- Genre: Drama Comedy Romance Family
- Written by: Giridhar Vasu Inturi Dialogues Kakumani Suresh
- Screenplay by: Vasu Inturi Srinath chandrasekhar
- Directed by: Vasu Inturi
- Starring: Sadhana Renuka Priyanka Jaya Harika Madhubabu Krishna Reddy Rajashri Nair
- Country of origin: India
- Original language: Telugu
- No. of seasons: 1
- No. of episodes: 491

Production
- Producer: Laxmi Inturi
- Cinematography: Meera
- Editor: Akhilesh Aareti
- Camera setup: Multi camera
- Running time: 20-22 minutes
- Production company: Inturi Innovations

Original release
- Network: Gemini TV
- Release: 12 November 2018 – 13 November 2020

= Rendu Rellu Aaru (TV series) =

Indian TV series

Rendu Rellu Aaru was an Indian Telugu romantic comedy soap opera directed by Vasu Inturi aired on Gemini TV from 12 November 2018 to 13 November 2020 every Monday to Saturday for 491 episodes.
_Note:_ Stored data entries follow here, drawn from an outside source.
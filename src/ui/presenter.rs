//! View-models for the results panel. Everything the insurance page shows is
//! derived here so it can be checked without a renderer.

use crate::domain::{DisplayedRecommendation, Recommendation, ScoreBand};

pub const EMPTY_RESULTS_MESSAGE: &str =
    "No strong matches yet. Try adjusting commodity or shipment value.";

#[derive(Clone, Debug, PartialEq)]
pub struct RecommendationCard {
    pub product_id: String,
    pub title: String,
    pub provider: String,
    pub score_label: String,
    pub band: ScoreBand,
    pub tags: Vec<String>,
    pub premium_label: String,
    pub rating_label: String,
    pub url: String,
    pub reasons: Vec<String>,
    pub notes: String,
}

impl From<&DisplayedRecommendation> for RecommendationCard {
    fn from(rec: &DisplayedRecommendation) -> Self {
        Self {
            product_id: rec.product_id.clone(),
            title: rec.product.clone(),
            provider: rec.provider.clone(),
            score_label: format!("Score {}/100", rec.score.round()),
            band: ScoreBand::classify(rec.score),
            tags: rec.coverage.clone(),
            premium_label: format!("Premium ≈ ${:.2}", rec.estimated_premium),
            rating_label: format!("Rating: {}", rec.rating),
            url: rec.url.clone(),
            reasons: rec.reasons.clone(),
            notes: rec.notes.clone(),
        }
    }
}

impl From<&Recommendation<'_>> for RecommendationCard {
    fn from(rec: &Recommendation<'_>) -> Self {
        RecommendationCard::from(&DisplayedRecommendation::from(rec))
    }
}

#[derive(Clone, Debug, PartialEq)]
pub enum ResultsView {
    /// Nothing submitted yet.
    Idle,
    /// Submitted, but nothing cleared the threshold.
    Empty(&'static str),
    Cards(Vec<RecommendationCard>),
}

impl ResultsView {
    pub fn build(results: Option<&[DisplayedRecommendation]>) -> Self {
        match results {
            None => ResultsView::Idle,
            Some([]) => ResultsView::Empty(EMPTY_RESULTS_MESSAGE),
            Some(recs) => ResultsView::Cards(recs.iter().map(RecommendationCard::from).collect()),
        }
    }

    pub fn cards(&self) -> &[RecommendationCard] {
        match self {
            ResultsView::Cards(cards) => cards,
            _ => &[],
        }
    }
}
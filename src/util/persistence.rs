//! Last shipment draft, kept as JSON in the platform config directory.

use std::fs;
use std::io;
use std::path::PathBuf;

use directories::ProjectDirs;
use serde_json::Error as SerdeError;

use crate::domain::PersistedState;

const STATE_FILENAME: &str = "last_shipment.json";

#[derive(Debug, thiserror::Error)]
pub enum PersistSaveError {
    #[error("storage directory unavailable")]
    StorageUnavailable,
    #[error(transparent)]
    Io(#[from] io::Error),
    #[error(transparent)]
    Serde(#[from] SerdeError),
}

#[derive(Clone, Debug)]
pub struct StateStore {
    path: PathBuf,
}

impl StateStore {
    pub fn platform() -> Option<Self> {
        ProjectDirs::from("com", "CargoCover", "CargoCover")
            .map(|dirs| Self::at(dirs.config_dir().join(STATE_FILENAME)))
    }

    pub fn at(path: impl Into<PathBuf>) -> Self {
        Self { path: path.into() }
    }

    #[cfg(test)]
    pub fn path(&self) -> &std::path::Path {
        &self.path
    }

    /// Missing files load as `None`. Corrupt files are logged and ignored so
    /// a bad save never blocks startup.
    pub fn load(&self) -> Option<PersistedState> {
        let data = fs::read_to_string(&self.path).ok()?;
        serde_json::from_str(&data)
            .map_err(|err| {
                tracing::warn!(path = %self.path.display(), "ignoring unreadable saved state: {err}");
            })
            .ok()
    }

    pub fn save(&self, state: &PersistedState) -> Result<(), PersistSaveError> {
        if let Some(parent) = self.path.parent() {
            fs::create_dir_all(parent)?;
        }
        fs::write(&self.path, serde_json::to_string_pretty(state)?)?;
        Ok(())
    }
}

pub fn load_persisted_state() -> Option<PersistedState> {
    StateStore::platform()?.load()
}

pub fn save_persisted_state(state: &PersistedState) -> Result<(), PersistSaveError> {
    StateStore::platform()
        .ok_or(PersistSaveError::StorageUnavailable)?
        .save(state)
}
use serde::{Deserialize, Serialize};

/// A country option for the origin/destination selects.
#[derive(Clone, Debug, PartialEq, Eq, Serialize, Deserialize)]
pub struct Country {
    /// ISO 3166-1 alpha-2 code, e.g. `"SG"`.
    pub code: String,
    pub label: String,
}

impl Country {
    pub fn new(code: impl Into<String>, label: impl Into<String>) -> Self {
        Self {
            code: code.into(),
            label: label.into(),
        }
    }
}

/// Sort countries for display, by label then code.
pub fn sort_countries(countries: &mut [Country]) {
    countries.sort_by(|a, b| a.label.cmp(&b.label).then_with(|| a.code.cmp(&b.code)));
}
use dioxus::prelude::*;

use crate::domain::ScoreBand;

#[component]
pub fn ScoreBadge(label: String, band: ScoreBand) -> Element {
    rsx! {
        span {
            class: "score-badge {band.css_class()}",
            "{label}"
        }
    }
}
The serial starred Sadhana, Renuka Jaya Harika, Priyanka, Madhubabu, Krishna Reddy as main protagonists and Rajashri Nair, Vasu Inturi, Ragini, Ramjagan in pivotal roles.

==Plot==
Rendu Rellu Aaru is an amusing story about two young married women, Chitra and Krishna who decide to swap bodies for a brief time, in order to resolve their problems.

==Cast==
===Main cast===
- Renuka as Chitra
- Sadhana /Priyanka as Krishnaveni (krishna), Chitra's best friend and journalist and Nandu
- Madhu babu as Arjun
- Krishna Reddy as Radhakrishna
- Jaya Harika as Gopika, Obul Reddy's raised daughter and Agricultural scientist
- Rajashri Nair as Bhanumathi (Arjun and Madhumathi's mother)
- ----- as Murali

===supporting cast===
- Vasu Inturi as Obul Reddy (Gopika's foster father and Scientist)
- Ramjagan as Siddharth Varma (Siddhu), Radha's father
- Ragini as Madhu/Radha's mother
- Bhargavi as Jayanthi (Nandu's mother)
- Prudhvi as Yamadharma Raju
- Tagubothu Ramesh
- Gopal Krishna Akella as Chitragupta
- Shashank as Sankarabharanam, cook in siddhu's house
- Krishna Sri as Subhadra/Krishna's mother
- Sumana Sri as Janaki/Chitra's mother
- Sandeepthi as Madhumathi, Arjun's sister
- Surya Teja as Chandra Rao, Indumathi husband
- Prathyusha as Indumathi, Bhanumathi's sister
- Ajay as Muralidhar Rao aka Murali Mohan, Bhanumathi's husband
- Sriragh as Sriragh, Chitra's teacher
- Visweswar Rao as priest

===Former cast===

- Bhanusri as Krishna (replaced by Sadhana)
- Anchor Chandu as Radha Krishna (replaced by Krishna Reddy)
- Shyam Kumar as Arjun (replaced by Madhu babu)
- Priyaawasty as Indumathi (replaced by Pratyusha)

==Airing history==
The serial started airing on Gemini TV on 12 November 2018. It aired on Monday to Friday. The serial ended on 13 November 2020 after airing 491 episodes.